Exercise prompt:
Of the entries below, restate word for word only the section that runs from the line with "pub struct AuditReport" to the line with "let snapshots = FileSnapshotRepository::new(data_dir)?;", counting both ends.
-- Exercise input follows --
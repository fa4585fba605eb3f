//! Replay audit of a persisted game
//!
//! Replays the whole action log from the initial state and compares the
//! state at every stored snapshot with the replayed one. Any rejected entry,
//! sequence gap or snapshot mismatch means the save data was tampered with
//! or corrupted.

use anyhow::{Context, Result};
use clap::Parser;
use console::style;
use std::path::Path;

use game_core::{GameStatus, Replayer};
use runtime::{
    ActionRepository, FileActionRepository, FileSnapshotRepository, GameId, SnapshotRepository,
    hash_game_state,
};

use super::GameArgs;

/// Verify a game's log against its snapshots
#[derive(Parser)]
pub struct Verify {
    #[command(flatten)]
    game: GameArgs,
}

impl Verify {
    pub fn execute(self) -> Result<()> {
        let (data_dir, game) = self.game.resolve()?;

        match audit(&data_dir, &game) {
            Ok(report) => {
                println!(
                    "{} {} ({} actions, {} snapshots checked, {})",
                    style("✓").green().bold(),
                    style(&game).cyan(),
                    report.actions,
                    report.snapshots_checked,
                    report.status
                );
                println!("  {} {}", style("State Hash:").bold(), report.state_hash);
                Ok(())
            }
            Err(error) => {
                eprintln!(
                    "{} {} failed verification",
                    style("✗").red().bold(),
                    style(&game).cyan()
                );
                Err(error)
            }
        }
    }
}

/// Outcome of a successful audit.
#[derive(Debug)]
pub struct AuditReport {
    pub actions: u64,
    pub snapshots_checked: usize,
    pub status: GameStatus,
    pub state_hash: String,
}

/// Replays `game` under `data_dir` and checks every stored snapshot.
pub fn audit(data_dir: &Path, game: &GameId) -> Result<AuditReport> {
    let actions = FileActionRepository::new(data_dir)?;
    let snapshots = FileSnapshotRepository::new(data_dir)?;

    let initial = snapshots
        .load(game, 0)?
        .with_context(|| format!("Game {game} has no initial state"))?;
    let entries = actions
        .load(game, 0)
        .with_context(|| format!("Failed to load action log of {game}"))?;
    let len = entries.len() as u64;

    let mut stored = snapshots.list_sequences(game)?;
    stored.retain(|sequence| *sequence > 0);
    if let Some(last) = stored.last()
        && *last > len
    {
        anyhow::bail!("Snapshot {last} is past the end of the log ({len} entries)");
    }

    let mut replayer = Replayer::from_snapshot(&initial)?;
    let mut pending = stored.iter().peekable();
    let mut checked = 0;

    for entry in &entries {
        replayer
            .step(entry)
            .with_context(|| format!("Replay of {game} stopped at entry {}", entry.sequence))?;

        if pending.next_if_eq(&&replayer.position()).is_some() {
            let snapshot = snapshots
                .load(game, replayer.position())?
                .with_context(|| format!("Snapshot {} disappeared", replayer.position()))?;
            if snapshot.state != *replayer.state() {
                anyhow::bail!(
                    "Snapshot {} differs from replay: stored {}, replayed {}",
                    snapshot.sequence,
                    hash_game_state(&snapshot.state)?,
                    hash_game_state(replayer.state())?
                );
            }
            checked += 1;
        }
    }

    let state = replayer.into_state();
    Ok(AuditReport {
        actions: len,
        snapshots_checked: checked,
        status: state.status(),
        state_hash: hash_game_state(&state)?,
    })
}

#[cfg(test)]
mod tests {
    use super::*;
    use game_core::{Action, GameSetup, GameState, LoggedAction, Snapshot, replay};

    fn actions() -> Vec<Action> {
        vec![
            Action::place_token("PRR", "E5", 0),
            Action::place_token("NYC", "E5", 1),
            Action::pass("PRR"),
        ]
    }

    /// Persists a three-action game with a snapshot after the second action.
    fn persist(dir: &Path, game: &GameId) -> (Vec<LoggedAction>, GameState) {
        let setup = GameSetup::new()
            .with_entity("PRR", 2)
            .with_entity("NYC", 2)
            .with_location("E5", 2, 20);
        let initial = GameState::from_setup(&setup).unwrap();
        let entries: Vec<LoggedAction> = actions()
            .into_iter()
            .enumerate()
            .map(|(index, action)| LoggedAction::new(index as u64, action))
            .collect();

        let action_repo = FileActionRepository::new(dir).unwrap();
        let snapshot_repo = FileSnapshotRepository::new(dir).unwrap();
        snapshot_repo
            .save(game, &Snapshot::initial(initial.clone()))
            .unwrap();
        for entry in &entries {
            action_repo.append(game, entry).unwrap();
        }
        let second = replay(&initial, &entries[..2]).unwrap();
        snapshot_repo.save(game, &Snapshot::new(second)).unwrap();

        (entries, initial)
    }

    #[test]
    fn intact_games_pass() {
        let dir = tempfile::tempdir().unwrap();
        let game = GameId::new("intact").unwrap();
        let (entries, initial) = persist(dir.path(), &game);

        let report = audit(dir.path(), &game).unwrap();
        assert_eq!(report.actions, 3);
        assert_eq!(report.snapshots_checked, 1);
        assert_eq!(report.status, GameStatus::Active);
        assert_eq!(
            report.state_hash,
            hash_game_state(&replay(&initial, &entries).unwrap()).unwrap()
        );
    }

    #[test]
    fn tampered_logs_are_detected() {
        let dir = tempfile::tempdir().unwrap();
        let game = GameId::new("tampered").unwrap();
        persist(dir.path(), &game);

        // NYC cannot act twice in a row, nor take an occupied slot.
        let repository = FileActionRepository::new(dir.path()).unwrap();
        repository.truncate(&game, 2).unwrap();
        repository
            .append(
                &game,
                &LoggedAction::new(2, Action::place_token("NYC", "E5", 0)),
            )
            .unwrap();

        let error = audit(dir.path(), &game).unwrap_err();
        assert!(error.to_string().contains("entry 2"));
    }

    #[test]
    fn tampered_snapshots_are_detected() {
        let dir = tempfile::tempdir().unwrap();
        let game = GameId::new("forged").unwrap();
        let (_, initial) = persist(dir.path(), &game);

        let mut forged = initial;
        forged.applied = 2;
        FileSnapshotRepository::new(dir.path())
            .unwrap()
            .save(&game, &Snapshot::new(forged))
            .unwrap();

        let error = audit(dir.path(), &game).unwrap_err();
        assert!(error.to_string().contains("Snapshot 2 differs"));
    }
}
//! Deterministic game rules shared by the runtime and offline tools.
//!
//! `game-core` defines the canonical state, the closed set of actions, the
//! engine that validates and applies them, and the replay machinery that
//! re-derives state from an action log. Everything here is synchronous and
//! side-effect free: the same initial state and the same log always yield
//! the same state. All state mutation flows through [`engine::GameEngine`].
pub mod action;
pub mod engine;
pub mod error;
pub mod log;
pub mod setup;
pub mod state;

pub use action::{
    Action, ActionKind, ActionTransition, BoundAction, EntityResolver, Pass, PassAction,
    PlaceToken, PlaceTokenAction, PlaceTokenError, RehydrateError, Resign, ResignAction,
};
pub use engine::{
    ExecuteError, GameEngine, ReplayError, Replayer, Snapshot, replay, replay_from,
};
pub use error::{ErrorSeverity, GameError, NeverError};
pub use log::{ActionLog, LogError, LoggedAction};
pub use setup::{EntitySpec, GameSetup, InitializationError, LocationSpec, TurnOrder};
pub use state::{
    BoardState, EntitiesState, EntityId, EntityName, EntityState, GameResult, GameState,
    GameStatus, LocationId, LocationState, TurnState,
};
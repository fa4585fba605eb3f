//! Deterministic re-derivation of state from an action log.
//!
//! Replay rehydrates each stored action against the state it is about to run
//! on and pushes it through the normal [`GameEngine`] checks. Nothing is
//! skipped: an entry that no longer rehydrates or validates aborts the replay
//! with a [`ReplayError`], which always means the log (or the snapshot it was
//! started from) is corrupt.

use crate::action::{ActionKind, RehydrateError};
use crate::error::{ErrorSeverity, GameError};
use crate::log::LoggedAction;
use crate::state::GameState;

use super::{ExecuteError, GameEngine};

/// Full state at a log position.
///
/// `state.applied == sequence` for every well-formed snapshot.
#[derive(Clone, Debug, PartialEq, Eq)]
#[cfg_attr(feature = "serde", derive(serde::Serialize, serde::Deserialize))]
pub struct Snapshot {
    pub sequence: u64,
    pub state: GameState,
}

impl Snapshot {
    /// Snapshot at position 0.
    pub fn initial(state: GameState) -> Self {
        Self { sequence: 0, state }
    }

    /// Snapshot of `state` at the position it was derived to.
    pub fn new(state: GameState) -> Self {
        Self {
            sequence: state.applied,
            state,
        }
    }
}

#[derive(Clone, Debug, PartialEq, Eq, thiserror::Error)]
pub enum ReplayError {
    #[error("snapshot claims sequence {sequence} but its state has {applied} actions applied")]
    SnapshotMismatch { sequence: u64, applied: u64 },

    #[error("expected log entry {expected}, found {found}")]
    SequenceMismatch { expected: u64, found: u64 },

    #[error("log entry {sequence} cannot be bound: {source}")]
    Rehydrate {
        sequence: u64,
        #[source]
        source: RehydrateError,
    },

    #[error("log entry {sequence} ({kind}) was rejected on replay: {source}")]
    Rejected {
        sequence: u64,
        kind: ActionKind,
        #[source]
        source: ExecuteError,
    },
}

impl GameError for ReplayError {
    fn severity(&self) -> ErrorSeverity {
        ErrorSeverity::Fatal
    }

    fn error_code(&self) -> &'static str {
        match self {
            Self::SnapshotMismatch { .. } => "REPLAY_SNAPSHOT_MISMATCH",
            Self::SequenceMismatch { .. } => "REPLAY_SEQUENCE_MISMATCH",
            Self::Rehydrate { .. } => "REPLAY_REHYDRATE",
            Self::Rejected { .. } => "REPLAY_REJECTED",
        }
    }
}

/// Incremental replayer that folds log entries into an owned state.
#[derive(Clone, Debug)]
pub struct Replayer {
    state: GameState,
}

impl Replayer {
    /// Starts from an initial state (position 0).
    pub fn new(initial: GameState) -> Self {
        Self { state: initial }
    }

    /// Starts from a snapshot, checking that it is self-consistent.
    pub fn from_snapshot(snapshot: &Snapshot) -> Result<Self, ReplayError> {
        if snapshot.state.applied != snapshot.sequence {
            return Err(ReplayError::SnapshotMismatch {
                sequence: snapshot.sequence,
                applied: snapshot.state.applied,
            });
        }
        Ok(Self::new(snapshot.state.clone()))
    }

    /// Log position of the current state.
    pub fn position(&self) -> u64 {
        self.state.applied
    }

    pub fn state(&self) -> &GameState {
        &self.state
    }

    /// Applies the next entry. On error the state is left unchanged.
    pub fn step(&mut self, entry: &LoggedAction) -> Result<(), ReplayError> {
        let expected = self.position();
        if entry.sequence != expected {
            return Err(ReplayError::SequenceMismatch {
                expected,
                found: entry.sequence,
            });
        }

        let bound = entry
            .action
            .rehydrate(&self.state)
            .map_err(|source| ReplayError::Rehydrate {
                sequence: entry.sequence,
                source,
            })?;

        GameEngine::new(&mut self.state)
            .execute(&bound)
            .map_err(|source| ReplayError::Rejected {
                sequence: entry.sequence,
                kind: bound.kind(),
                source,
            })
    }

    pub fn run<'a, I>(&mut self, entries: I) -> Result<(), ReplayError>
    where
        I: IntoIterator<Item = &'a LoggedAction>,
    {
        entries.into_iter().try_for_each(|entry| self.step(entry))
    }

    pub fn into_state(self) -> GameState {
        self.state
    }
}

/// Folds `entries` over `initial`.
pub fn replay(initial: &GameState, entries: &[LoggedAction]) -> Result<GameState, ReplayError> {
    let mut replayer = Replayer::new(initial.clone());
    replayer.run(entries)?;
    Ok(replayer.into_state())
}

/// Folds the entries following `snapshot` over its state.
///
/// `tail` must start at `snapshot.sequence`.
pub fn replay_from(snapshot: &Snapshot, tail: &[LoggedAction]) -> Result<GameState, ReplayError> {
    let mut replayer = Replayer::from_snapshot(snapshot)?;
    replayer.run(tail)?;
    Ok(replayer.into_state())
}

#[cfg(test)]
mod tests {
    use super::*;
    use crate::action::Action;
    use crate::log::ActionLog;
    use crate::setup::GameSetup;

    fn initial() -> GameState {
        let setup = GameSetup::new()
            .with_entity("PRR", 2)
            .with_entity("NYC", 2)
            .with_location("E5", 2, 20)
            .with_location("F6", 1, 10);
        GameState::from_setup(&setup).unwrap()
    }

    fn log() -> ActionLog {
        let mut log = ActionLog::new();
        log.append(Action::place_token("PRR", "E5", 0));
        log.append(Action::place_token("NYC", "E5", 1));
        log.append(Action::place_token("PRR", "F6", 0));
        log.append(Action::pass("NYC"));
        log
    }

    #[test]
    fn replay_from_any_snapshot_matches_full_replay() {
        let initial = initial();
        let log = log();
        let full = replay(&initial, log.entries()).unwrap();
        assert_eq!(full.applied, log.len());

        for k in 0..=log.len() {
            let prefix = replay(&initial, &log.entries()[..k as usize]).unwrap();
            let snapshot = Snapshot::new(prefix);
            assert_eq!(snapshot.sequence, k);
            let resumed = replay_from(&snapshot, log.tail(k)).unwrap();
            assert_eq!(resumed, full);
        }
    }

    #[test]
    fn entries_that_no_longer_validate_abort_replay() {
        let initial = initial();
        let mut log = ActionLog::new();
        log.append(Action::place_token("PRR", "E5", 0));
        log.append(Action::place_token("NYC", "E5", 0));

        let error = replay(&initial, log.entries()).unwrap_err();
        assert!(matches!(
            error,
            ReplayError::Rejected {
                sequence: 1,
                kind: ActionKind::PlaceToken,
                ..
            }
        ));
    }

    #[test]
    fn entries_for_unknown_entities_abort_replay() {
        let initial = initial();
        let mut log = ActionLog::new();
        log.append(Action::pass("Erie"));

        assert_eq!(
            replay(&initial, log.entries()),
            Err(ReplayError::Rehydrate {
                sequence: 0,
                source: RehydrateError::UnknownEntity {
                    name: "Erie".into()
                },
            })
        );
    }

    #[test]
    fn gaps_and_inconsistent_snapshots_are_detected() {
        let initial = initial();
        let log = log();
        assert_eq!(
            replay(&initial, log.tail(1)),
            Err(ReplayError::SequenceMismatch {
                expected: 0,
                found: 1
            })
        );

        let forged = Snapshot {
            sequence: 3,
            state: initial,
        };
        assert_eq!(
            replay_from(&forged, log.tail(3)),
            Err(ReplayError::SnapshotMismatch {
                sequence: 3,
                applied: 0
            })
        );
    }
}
-- Exercise input concluded --
Solution:
pub struct AuditReport {
    pub actions: u64,
    pub snapshots_checked: usize,
    pub status: GameStatus,
    pub state_hash: String,
}

/// Replays `game` under `data_dir` and checks every stored snapshot.
pub fn audit(data_dir: &Path, game: &GameId) -> Result<AuditReport> {
    let actions = FileActionRepository::new(data_dir)?;
    let snapshots = FileSnapshotRepository::new(data_dir)?;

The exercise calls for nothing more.